La progression de Daech en Libye conduit à s'interroger sur la situation de ce pays et, tout particulièrement, sur les responsabilités de ceux qui sont à l'origine du chaos actuel - responsabilités souvent décrites de façon approximative.
Mis en difficulté en Irak et en Syrie, Daech se replie progressivement vers la Libye où, début janvier 2016, l'organisation terroriste s'est attaquée à l'arme lourde aux terminaux pétroliers et a commis à Zliten l'attentat le plus meurtrier depuis la chute de Kadhafi.
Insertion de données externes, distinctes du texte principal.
pub mod outlier;
pub mod window;

use crate::parser::message::Observation;
use outlier::{flag_outliers, OutlierPass};
use serde::Serialize;
use window::{flag_errors, WindowPolicy};

/// An observation with its local-window error flags
#[derive(Debug, Clone, PartialEq, Eq)]
pub struct ErrorFlagged {
    pub observation: Observation,
    /// Implausibly low against the trailing window
    pub error_low: bool,
    /// Implausibly high against the leading window
    pub error_high: bool,
}

impl ErrorFlagged {
    pub const fn has_error(&self) -> bool {
        self.error_low || self.error_high
    }
}

/// Final per-observation verdict of the cleaning stages
#[derive(Debug, Clone, PartialEq, Eq)]
pub struct FlaggedObservation {
    pub flagged: ErrorFlagged,
    pub is_outlier: bool,
}

impl FlaggedObservation {
    pub const fn observation(&self) -> &Observation {
        &self.flagged.observation
    }

    pub const fn error_class(&self) -> ErrorClass {
        ErrorClass::classify(self.is_outlier, self.flagged.error_low, self.flagged.error_high)
    }
}

/// Reporting class of an observation. An observation can trip several
/// checks; the first in `Outlier > Low > High > None` wins.
#[derive(Debug, Clone, Copy, PartialEq, Eq, Hash, Serialize)]
#[serde(rename_all = "snake_case")]
pub enum ErrorClass {
    Outlier,
    Low,
    High,
    None,
}

impl ErrorClass {
    pub const fn classify(is_outlier: bool, error_low: bool, error_high: bool) -> Self {
        if is_outlier {
            Self::Outlier
        } else if error_low {
            Self::Low
        } else if error_high {
            Self::High
        } else {
            Self::None
        }
    }
}

/// Run both cleaning stages: window error flags, then trend outliers
pub fn flag_observations(
    observations: Vec<Observation>,
    policy: &WindowPolicy,
    sigma: f64,
) -> OutlierPass {
    flag_outliers(flag_errors(observations, policy), sigma)
}
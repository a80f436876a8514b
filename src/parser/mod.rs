// BeerTally - GPL-3.0-or-later
// This file is part of BeerTally.
//
// Copyright (C) 2025 Daniel Freiermuth
//
// BeerTally is free software: you can redistribute it and/or modify
// it under the terms of the GNU General Public License as published by
// the Free Software Foundation, either version 3 of the License, or
// (at your option) any later version.
//
// BeerTally is distributed in the hope that it will be useful,
// but WITHOUT ANY WARRANTY; without even the implied warranty of
// MERCHANTABILITY or FITNESS FOR A PARTICULAR PURPOSE.  See the
// GNU General Public License for more details.
//
// You should have received a copy of the GNU General Public License
// along with BeerTally.  If not, see <https://www.gnu.org/licenses/>.

pub mod line;
pub mod message;

use chrono::{NaiveDate, NaiveDateTime, NaiveTime};
use fancy_regex::Regex;
use line::{ChatRecord, DateOrder};
use std::sync::LazyLock;

// <date>, <time> - <sender>: <message>
// <date>, <time> - <sender> added ...
static CHAT_LINE: LazyLock<Regex> = LazyLock::new(|| {
    Regex::new(
        r"^(\d{1,2})/(\d{1,2})/(\d{2,4}), (\d{1,2}):(\d{2}) - ([^:]+?)(?:: (.*)| added .*)$",
    )
    .expect("valid regex literal")
});

// Just the date stamp, used when sniffing the field order
static DATE_PREFIX: LazyLock<Regex> = LazyLock::new(|| {
    Regex::new(r"^(\d{1,2})/(\d{1,2})/\d{2,4}, ").expect("valid regex literal")
});

/// Parse one export line.
///
/// Returns `None` for anything that does not follow the chat grammar, including
/// lines whose date or time fields name an impossible instant.
pub fn parse_chat_line(raw: &str, line_number: usize, order: DateOrder) -> Option<ChatRecord> {
    let raw = raw.trim_end_matches(['\r', '\n']);
    let caps = CHAT_LINE.captures(raw).ok()??;

    let field = |i: usize| caps.get(i).map_or("", |m| m.as_str());
    let Some(timestamp) = build_timestamp(
        field(1),
        field(2),
        field(3),
        field(4),
        field(5),
        order,
    ) else {
        tracing::trace!("Line {line_number} matched the chat grammar but has no valid timestamp");
        return None;
    };

    let sender = field(6).to_string();
    let message = match caps.get(7) {
        Some(body) => body.as_str(),
        // "added" system lines carry no colon body; keep everything after the separator
        None => raw.split_once(" - ").map_or(raw, |(_, tail)| tail),
    };

    Some(ChatRecord::new(
        timestamp,
        sender,
        message.trim().to_string(),
        line_number,
    ))
}

/// Parse a sequence of export lines, dropping the ones that do not match.
///
/// Line numbers are 1-based positions in the input, so skipped lines leave gaps.
pub fn parse_chat_lines<I>(lines: I, order: DateOrder) -> impl Iterator<Item = ChatRecord>
where
    I: IntoIterator,
    I::Item: AsRef<str>,
{
    lines
        .into_iter()
        .enumerate()
        .filter_map(move |(idx, line)| parse_chat_line(line.as_ref(), idx + 1, order))
}

/// Guess the date field order by sampling the first lines of an export.
/// Returns `None` when every sampled date is ambiguous (both fields <= 12).
pub fn detect_date_order<S: AsRef<str>>(lines: &[S]) -> Option<DateOrder> {
    for line in lines.iter().take(2000) {
        let Ok(Some(caps)) = DATE_PREFIX.captures(line.as_ref()) else {
            continue;
        };
        let first: u32 = caps[1].parse().unwrap_or(0);
        let second: u32 = caps[2].parse().unwrap_or(0);

        if first > 12 && second <= 12 {
            tracing::info!("Detected day-first date stamps");
            return Some(DateOrder::DayFirst);
        }
        if second > 12 && first <= 12 {
            tracing::info!("Detected month-first date stamps");
            return Some(DateOrder::MonthFirst);
        }
    }

    None
}

fn build_timestamp(
    first: &str,
    second: &str,
    year: &str,
    hour: &str,
    minute: &str,
    order: DateOrder,
) -> Option<NaiveDateTime> {
    let (day, month) = order.day_month(first.parse().ok()?, second.parse().ok()?);
    let year: i32 = match year.len() {
        2 => 2000 + year.parse::<i32>().ok()?,
        4 => year.parse().ok()?,
        _ => return None,
    };

    let date = NaiveDate::from_ymd_opt(year, month, day)?;
    let time = NaiveTime::from_hms_opt(hour.parse().ok()?, minute.parse().ok()?, 0)?;
    Some(date.and_time(time))
}
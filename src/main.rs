#![forbid(unsafe_code)]

use std::sync::Arc;

use anyhow::Result;
use log::info;
use poem::listener::TcpListener;

// Server Utilities
use crate::api::build_app;
use crate::completion::openai::OpenAiClient;
use crate::utils::config::{init_app_args, init_app_dirs, init_log, init_runtime_context, RuntimeCtx};
use crate::utils::errors::Errors;

// Modules
mod api;
mod completion;
mod utils;

// ***************************************************************************
//                                Constants
// ***************************************************************************
const SERVER_NAME : &str = "PromptServer"; // for poem logging

// ---------------------------------------------------------------------------
// main:
// ---------------------------------------------------------------------------
#[tokio::main]
async fn main() -> Result<()> {
    // --------------- Initialize Server --------------
    // Announce ourselves.
    println!("Starting prompt_server!");

    // Read configuration and start logging.
    let ctx = server_init()?;
    let config = &ctx.parms.config;

    // --------------- Main Loop Set Up ---------------
    // The provider client is built once and shared by all requests.
    let client = Arc::new(OpenAiClient::from_config(config, ctx.api_key.clone()));
    let app = build_app(config, client);

    let addr = format!("{}:{}", config.http_addr, config.http_port);
    info!("Serving {} on {}, api endpoint: {}", config.title, addr, config.api_endpoint);

    // ------------------ Main Loop -------------------
    poem::Server::new(TcpListener::bind(addr))
        .name(SERVER_NAME)
        .run(app)
        .await?;
    Ok(())
}

// ***************************************************************************
//                             Private Functions
// ***************************************************************************
// ---------------------------------------------------------------------------
// server_init:
// ---------------------------------------------------------------------------
/** Initialize logging and build the runtime context.  Any failure here
 * aborts startup.
 */
fn server_init() -> Result<RuntimeCtx> {
    let args = init_app_args();
    let dirs = init_app_dirs(&args);

    // Configure our log.
    init_log(&dirs)?;

    // Read and validate the configuration file.
    let ctx = init_runtime_context(&args, dirs)?;
    info!("{}", Errors::InputParms(format!("{:#?}", ctx)));

    // Log build info.
    print_version_info();
    Ok(ctx)
}

// ---------------------------------------------------------------------------
// print_version_info:
// ---------------------------------------------------------------------------
fn print_version_info() {
    info!("\n*** Running PROMPT_SERVER={}, BRANCH={}, COMMIT={}, DIRTY={}, SRC_TS={}, RUSTC={}.",
          option_env!("CARGO_PKG_VERSION").unwrap_or("unknown"),
          env!("GIT_BRANCH"),
          env!("GIT_COMMIT_SHORT"),
          env!("GIT_DIRTY"),
          env!("SOURCE_TIMESTAMP"),
          env!("RUSTC_VERSION"));
}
Disposant de 3 000 à 5 000 combattants dans ce pays, répartis sur plusieurs zones - sans parvenir à établir une continuité territoriale, contrairement au Levant -, Daech démontre ainsi une capacité de projection et une volonté de prendre le croissant pétrolier, qui suscitent les plus grandes inquiétudes.
Depuis août 2014, l'organisation profite de la division de la Libye entre deux gouvernements rivaux : celui de Tobrouk, reconnu par la communauté internationale mais impuissant ; et celui, dit « islamiste », de Tripoli. Le dialogue mené sous l'égide des Nations unies et la menace de l'expansion rapide de Daech, ont permis de surmonter certaines fractures. L'accord de Skhirat, signé le 17 décembre 2015 après 14 mois de négociations, est une étape essentielle vers la mise en place d'un gouvernement d'union nationale. Il est également un moment clé dans le processus de reconstruction de la Libye. Ce processus reste toutefois fragilisé par les tentatives des durs de chaque camp, qui souhaitent le remettre en cause, et par l'ambiguïté persistante de certains parrains régionaux. Résultat : le Conseil présidentiel n'est pas opérationnel et il n'y a pas de front uni face à Daech.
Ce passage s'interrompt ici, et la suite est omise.